Aim of the exercise ▸ Set down, please, exactly the lines below that run from the line with "let data = runs.get(id).map_err(storage)?.ok_or_else(||" to the line with "let (stored_owner, run): (OwnerId, SimulationRun)", both lines included.

Stored data ▸

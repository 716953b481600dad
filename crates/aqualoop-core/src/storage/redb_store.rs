//! # redb-backed Run Storage
//!
//! A disk-backed run store using the redb embedded database.
//!
//! Layout:
//! - `runs`: run id (u64) -> postcard-encoded `(OwnerId, SimulationRun)`
//! - `owner_runs`: owner -> run ids (multimap)
//! - `metadata`: `next_run_id` counter
//!
//! Every append is a single write transaction covering all three tables,
//! so a run is either fully indexed or absent.

use super::{RunStore, sort_by_creation};
use crate::error::PersistenceError;
use crate::types::{OwnerId, RunId, SimulationRun, StoredRun};
use redb::{
    Database, MultimapTableDefinition, ReadableDatabase, ReadableTable, ReadableTableMetadata,
    TableDefinition,
};
use std::path::Path;

/// Table for runs: RunId(u64) -> serialized (OwnerId, SimulationRun) bytes
const RUNS: TableDefinition<u64, &[u8]> = TableDefinition::new("runs");

/// Index from owner to the ids of their runs.
const OWNER_RUNS: MultimapTableDefinition<&str, u64> = MultimapTableDefinition::new("owner_runs");

/// Table for metadata: key string -> value u64
const METADATA: TableDefinition<&str, u64> = TableDefinition::new("metadata");

const NEXT_RUN_ID: &str = "next_run_id";

fn storage(e: impl std::fmt::Display) -> PersistenceError {
    PersistenceError::Storage(e.to_string())
}

fn serialization(e: impl std::fmt::Display) -> PersistenceError {
    PersistenceError::Serialization(e.to_string())
}

/// A disk-backed, append-only run store.
pub struct RedbRunStore {
    db: Database,
}

impl std::fmt::Debug for RedbRunStore {
    fn fmt(&self, f: &mut std::fmt::Formatter<'_>) -> std::fmt::Result {
        f.debug_struct("RedbRunStore").finish_non_exhaustive()
    }
}

impl RedbRunStore {
    /// Open or create a run database at the given path.
    pub fn open(path: impl AsRef<Path>) -> Result<Self, PersistenceError> {
        let db = Database::create(path.as_ref()).map_err(storage)?;

        // Initialize tables if they don't exist
        {
            let write_txn = db.begin_write().map_err(storage)?;
            let _ = write_txn.open_table(RUNS).map_err(storage)?;
            let _ = write_txn.open_multimap_table(OWNER_RUNS).map_err(storage)?;
            let _ = write_txn.open_table(METADATA).map_err(storage)?;
            write_txn.commit().map_err(storage)?;
        }

        Ok(Self { db })
    }

    /// Number of runs across all owners.
    pub fn run_count(&self) -> Result<u64, PersistenceError> {
        let read_txn = self.db.begin_read().map_err(storage)?;
        let table = read_txn.open_table(RUNS).map_err(storage)?;
        table.len().map_err(storage)
    }
}

impl RunStore for RedbRunStore {
    fn append(&self, owner: &OwnerId, run: &SimulationRun) -> Result<RunId, PersistenceError> {
        let bytes = postcard::to_allocvec(&(owner, run)).map_err(serialization)?;

        let write_txn = self.db.begin_write().map_err(storage)?;
        let id = {
            let mut meta = write_txn.open_table(METADATA).map_err(storage)?;
            let id = meta
                .get(NEXT_RUN_ID)
                .map_err(storage)?
                .map(|v| v.value())
                .unwrap_or(0);
            meta.insert(NEXT_RUN_ID, id.saturating_add(1))
                .map_err(storage)?;

            let mut runs = write_txn.open_table(RUNS).map_err(storage)?;
            runs.insert(id, bytes.as_slice()).map_err(storage)?;

            let mut index = write_txn
                .open_multimap_table(OWNER_RUNS)
                .map_err(storage)?;
            index.insert(owner.as_str(), id).map_err(storage)?;
            id
        };
        write_txn.commit().map_err(storage)?;

        tracing::debug!(owner = %owner, run_id = id, "run appended");
        Ok(RunId(id))
    }

    fn list(&self, owner: &OwnerId) -> Result<Vec<StoredRun>, PersistenceError> {
        let read_txn = self.db.begin_read().map_err(storage)?;
        let index = read_txn
            .open_multimap_table(OWNER_RUNS)
            .map_err(storage)?;
        let runs = read_txn.open_table(RUNS).map_err(storage)?;

        let mut out = Vec::new();
        for entry in index.get(owner.as_str()).map_err(storage)? {
            let id = entry.map_err(storage)?.value();
            let data = runs.get(id).map_err(storage)?.ok_or_else(|| {
                PersistenceError::Storage(format!("owner index references missing run {id}"))
            })?;
            let (stored_owner, run): (OwnerId, SimulationRun) =
                postcard::from_bytes(data.value()).map_err(serialization)?;
            out.push(StoredRun {
                id: RunId(id),
                owner: stored_owner,
                run,
            });
        }

        sort_by_creation(&mut out);
        Ok(out)
    }
}
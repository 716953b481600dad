//! # aqualoop-core
//!
//! Treatment simulation pipeline for the AquaLoop water-reuse platform -
//! THE LOGIC.
//!
//! An influent water sample is pushed through a fixed, ordered catalog of
//! treatment stages. Each stage's output is computed by a remote prediction
//! service and becomes the next stage's input. A run that completes is
//! persisted once, append-only, for its owner.
//!
//! ## Components
//!
//! - `catalog`: the stage order (primary → secondary → tertiary)
//! - `executor`: one stage against the [`PredictionService`] seam
//! - `orchestrator`: the run state machine ([`Simulator`])
//! - `recorder` / `storage`: append-only persistence ([`RunStore`])
//! - `profiles` / `trends`: catalogued industries and history summaries
//! - `grading`: reuse grade of a water sample via the [`GradeService`] seam
//!
//! ## Architectural Constraints
//!
//! - No network client and no server in this crate
//! - Collaborators are injected, never global
//! - All-or-nothing runs: partial treatment chains are never persisted
//! - Persistence failures never hide a computed result

// =============================================================================
// MODULES
// =============================================================================

pub mod catalog;
pub mod error;
pub mod executor;
pub mod grading;
pub mod orchestrator;
pub mod profiles;
pub mod recorder;
pub mod storage;
pub mod trends;
pub mod types;

// =============================================================================
// RE-EXPORTS: Core Types
// =============================================================================

pub use types::{
    IndustryContext, OwnerId, Parameter, ParameterSet, RunId, SimulationRun, StageResult,
    StoredRun, TreatmentStage,
};

pub use error::{
    CatalogError, ExecutionError, GradingError, PersistenceError, SimulationError,
    ValidationError,
};

// =============================================================================
// RE-EXPORTS: Pipeline
// =============================================================================

pub use catalog::{STANDARD_STAGES, StageCatalog};
pub use executor::{PredictionService, StageExecutor, StageRequest};

/// Re-exported so implementors of [`PredictionService`] share the same macro version.
pub use async_trait::async_trait;
pub use orchestrator::{
    PersistenceStatus, RunState, SimulationOutcome, Simulator, validate_request,
};
pub use recorder::RunRecorder;
pub use storage::{InMemoryRunStore, RedbRunStore, RunStore};

// =============================================================================
// RE-EXPORTS: Profiles & Trends
// =============================================================================

pub use profiles::{IndustryProfile, PROFILES, profile};
pub use trends::{IndexPoint, StagePoint, TrendSummary, effluent_index};

// =============================================================================
// RE-EXPORTS: Grading
// =============================================================================

pub use grading::{GradeAssessment, GradeService, Grader, QualityMetric, QualitySample, WaterGrade};
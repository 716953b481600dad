//! # Industry Profiles
//!
//! Catalogued industries and their typical untreated effluent, used to
//! prefill simulation requests.

use crate::types::{IndustryContext, Parameter, ParameterSet};

/// A catalogued industry with a default influent sample.
#[derive(Debug, Clone, Copy, PartialEq)]
pub struct IndustryProfile {
    pub key: &'static str,
    pub label: &'static str,
    /// bod, cod, ph, turbidity, tss
    pub defaults: [f64; 5],
}

impl IndustryProfile {
    /// The default influent sample as a complete parameter set.
    #[must_use]
    pub fn influent(&self) -> ParameterSet {
        Parameter::ALL
            .into_iter()
            .zip(self.defaults)
            .collect()
    }

    /// Context for a run of this industry.
    #[must_use]
    pub fn context(&self) -> IndustryContext {
        IndustryContext::new(self.key)
    }
}

pub const PROFILES: [IndustryProfile; 4] = [
    IndustryProfile {
        key: "textile",
        label: "Textile Processing",
        defaults: [420.0, 760.0, 5.6, 180.0, 360.0],
    },
    IndustryProfile {
        key: "food",
        label: "Food & Beverage",
        defaults: [1200.0, 2500.0, 4.5, 450.0, 800.0],
    },
    IndustryProfile {
        key: "chemical",
        label: "Chemical Plant",
        defaults: [300.0, 1500.0, 3.0, 100.0, 200.0],
    },
    IndustryProfile {
        key: "municipal",
        label: "Municipal Site",
        defaults: [200.0, 450.0, 7.2, 50.0, 250.0],
    },
];

/// Look a profile up by key, case-insensitively.
#[must_use]
pub fn profile(key: &str) -> Option<&'static IndustryProfile> {
    let key = key.trim();
    PROFILES.iter().find(|p| p.key.eq_ignore_ascii_case(key))
}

Answer box ▸
            let data = runs.get(id).map_err(storage)?.ok_or_else(|| {
                PersistenceError::Storage(format!("owner index references missing run {id}"))
            })?;
            let (stored_owner, run): (OwnerId, SimulationRun) =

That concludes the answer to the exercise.